──────── Data for analysis
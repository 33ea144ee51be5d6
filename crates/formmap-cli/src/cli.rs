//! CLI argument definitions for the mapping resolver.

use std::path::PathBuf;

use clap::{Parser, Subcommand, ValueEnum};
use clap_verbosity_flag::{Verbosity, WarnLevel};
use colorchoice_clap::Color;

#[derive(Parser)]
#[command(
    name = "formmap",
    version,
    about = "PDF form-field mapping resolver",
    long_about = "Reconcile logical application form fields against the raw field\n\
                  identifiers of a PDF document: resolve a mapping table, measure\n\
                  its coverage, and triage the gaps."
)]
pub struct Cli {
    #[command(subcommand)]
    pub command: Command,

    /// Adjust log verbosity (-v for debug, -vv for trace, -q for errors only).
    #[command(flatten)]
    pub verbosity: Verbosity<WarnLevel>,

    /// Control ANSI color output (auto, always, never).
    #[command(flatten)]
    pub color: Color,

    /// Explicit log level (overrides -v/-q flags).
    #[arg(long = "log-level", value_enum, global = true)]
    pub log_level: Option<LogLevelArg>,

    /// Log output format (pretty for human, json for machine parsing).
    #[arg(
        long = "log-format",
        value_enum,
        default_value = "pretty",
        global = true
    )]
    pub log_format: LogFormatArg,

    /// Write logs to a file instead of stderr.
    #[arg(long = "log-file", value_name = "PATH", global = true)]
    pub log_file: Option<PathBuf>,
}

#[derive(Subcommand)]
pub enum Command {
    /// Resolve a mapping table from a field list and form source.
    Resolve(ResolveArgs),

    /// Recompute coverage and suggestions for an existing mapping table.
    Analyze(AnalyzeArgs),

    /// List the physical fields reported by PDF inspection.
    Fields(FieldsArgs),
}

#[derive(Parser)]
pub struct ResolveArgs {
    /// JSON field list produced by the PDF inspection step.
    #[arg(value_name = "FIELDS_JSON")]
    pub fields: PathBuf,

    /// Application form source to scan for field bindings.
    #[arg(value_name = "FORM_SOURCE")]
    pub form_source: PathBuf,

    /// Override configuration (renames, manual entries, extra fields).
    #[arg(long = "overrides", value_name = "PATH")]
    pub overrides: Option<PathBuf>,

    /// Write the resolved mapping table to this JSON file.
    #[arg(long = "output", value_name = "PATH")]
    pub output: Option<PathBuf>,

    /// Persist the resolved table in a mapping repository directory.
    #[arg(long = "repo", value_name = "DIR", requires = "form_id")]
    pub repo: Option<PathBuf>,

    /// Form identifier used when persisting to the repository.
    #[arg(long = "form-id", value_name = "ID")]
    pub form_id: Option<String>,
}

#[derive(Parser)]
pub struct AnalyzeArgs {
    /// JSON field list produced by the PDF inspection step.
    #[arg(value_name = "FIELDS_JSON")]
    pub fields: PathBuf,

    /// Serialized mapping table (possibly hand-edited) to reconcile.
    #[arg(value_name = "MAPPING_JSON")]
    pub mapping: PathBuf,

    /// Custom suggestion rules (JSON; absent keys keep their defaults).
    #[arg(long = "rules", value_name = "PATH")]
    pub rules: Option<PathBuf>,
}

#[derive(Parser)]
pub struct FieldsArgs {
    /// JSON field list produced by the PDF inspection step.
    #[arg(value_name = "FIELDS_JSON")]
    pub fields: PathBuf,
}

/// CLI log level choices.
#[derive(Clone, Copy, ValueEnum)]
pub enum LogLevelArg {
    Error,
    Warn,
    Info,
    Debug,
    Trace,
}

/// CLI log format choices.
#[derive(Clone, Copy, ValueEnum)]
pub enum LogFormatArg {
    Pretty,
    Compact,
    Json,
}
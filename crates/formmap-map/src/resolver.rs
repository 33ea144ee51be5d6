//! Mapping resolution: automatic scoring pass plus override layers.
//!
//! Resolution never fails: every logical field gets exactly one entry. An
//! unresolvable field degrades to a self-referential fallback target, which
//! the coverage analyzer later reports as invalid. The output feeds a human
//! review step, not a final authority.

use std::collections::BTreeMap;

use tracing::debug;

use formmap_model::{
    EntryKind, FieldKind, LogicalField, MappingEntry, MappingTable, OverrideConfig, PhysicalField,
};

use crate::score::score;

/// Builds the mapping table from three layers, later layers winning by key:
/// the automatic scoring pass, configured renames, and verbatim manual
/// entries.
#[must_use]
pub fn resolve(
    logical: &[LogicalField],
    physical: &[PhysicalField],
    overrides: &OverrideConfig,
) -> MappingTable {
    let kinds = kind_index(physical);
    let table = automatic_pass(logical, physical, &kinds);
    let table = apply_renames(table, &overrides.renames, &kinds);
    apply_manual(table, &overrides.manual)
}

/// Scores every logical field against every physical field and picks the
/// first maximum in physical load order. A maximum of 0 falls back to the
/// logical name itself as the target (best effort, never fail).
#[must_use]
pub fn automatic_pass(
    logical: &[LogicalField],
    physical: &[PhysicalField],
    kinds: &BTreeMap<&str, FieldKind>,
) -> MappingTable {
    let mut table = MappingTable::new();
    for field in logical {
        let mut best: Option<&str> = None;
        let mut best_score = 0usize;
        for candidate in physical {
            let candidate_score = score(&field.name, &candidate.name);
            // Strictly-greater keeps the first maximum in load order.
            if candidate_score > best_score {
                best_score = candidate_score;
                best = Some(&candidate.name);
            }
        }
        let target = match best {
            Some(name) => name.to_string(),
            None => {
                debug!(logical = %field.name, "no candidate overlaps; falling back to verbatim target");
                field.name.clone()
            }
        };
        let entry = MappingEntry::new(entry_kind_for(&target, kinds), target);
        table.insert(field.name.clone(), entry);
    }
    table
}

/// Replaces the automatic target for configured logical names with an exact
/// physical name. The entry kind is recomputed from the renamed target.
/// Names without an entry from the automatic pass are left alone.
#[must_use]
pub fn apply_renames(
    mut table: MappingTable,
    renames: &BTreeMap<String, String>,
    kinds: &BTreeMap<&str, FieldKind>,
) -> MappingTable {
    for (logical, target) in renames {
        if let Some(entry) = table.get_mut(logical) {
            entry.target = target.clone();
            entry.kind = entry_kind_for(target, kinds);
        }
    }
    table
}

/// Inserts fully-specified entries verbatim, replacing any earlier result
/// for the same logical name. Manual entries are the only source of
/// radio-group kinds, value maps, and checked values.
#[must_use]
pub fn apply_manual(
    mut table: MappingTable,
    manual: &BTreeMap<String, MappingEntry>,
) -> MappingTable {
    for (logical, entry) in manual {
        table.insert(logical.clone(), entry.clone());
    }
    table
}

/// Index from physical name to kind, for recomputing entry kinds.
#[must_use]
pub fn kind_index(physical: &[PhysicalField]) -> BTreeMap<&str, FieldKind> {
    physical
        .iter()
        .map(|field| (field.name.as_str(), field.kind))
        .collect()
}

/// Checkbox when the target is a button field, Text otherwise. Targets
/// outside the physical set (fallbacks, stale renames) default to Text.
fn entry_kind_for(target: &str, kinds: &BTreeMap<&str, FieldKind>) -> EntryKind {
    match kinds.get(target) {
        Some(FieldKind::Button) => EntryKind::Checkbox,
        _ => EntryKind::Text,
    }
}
────────────────
──────── Data for analysis
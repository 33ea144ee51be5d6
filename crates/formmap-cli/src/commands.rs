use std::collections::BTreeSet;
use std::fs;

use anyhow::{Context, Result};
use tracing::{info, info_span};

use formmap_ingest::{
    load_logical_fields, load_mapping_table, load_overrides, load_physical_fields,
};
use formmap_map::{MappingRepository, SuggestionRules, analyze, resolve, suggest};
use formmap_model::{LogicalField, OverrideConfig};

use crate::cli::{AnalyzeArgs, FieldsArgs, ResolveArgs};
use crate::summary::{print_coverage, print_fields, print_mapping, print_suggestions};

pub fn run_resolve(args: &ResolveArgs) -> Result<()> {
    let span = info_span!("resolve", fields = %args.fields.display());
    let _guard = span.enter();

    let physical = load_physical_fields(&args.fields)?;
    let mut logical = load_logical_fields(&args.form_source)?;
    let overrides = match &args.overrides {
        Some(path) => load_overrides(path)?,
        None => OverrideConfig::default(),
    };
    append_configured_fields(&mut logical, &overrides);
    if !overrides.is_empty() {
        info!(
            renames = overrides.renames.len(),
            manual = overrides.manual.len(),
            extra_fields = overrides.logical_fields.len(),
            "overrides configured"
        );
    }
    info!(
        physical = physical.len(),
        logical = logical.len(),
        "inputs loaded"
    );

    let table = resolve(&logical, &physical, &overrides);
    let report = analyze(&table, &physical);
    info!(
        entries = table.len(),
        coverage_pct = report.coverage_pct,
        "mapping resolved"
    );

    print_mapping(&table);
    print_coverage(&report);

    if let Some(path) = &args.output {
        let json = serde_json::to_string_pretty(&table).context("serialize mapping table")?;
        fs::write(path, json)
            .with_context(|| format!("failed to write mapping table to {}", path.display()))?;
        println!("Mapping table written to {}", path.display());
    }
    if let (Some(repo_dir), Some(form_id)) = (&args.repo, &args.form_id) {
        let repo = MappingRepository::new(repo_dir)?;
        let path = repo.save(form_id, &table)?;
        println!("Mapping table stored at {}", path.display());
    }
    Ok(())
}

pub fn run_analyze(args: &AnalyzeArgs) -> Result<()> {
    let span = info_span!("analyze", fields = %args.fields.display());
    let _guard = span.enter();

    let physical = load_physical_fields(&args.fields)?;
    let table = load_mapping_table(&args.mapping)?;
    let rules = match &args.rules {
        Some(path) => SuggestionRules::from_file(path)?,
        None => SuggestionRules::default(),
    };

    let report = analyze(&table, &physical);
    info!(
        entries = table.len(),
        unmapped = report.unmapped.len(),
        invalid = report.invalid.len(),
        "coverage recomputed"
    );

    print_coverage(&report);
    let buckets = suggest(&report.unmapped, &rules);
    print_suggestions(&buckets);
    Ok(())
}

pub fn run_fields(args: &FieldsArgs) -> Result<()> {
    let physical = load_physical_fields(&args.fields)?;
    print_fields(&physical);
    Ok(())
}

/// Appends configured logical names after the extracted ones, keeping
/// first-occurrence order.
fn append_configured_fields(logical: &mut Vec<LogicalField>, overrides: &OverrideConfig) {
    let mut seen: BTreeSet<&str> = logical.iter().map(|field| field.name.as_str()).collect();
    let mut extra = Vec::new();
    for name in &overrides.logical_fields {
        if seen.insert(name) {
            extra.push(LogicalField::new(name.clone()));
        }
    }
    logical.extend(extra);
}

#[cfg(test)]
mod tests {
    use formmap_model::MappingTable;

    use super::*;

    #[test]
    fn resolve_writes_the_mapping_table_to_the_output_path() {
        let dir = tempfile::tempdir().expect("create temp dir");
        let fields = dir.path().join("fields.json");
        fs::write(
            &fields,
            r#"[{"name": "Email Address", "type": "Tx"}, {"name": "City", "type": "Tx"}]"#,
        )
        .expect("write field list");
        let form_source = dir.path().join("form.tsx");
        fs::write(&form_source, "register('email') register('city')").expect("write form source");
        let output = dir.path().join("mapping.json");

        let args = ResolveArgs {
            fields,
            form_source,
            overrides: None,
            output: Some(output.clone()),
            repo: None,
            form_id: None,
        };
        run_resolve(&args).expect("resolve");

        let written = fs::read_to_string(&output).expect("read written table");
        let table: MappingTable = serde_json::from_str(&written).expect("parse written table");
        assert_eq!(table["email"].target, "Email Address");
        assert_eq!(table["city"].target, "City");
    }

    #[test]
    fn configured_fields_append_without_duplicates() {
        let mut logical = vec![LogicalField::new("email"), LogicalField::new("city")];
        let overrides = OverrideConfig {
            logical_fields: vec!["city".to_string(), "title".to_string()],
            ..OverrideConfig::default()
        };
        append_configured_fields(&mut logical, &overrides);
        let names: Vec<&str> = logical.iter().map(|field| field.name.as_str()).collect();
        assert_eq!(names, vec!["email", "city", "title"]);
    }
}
────────────────
Exercise instructions = Count the lines above in which the string "EntryKind" occurs. Give that number and nothing else.

Exercise response = 4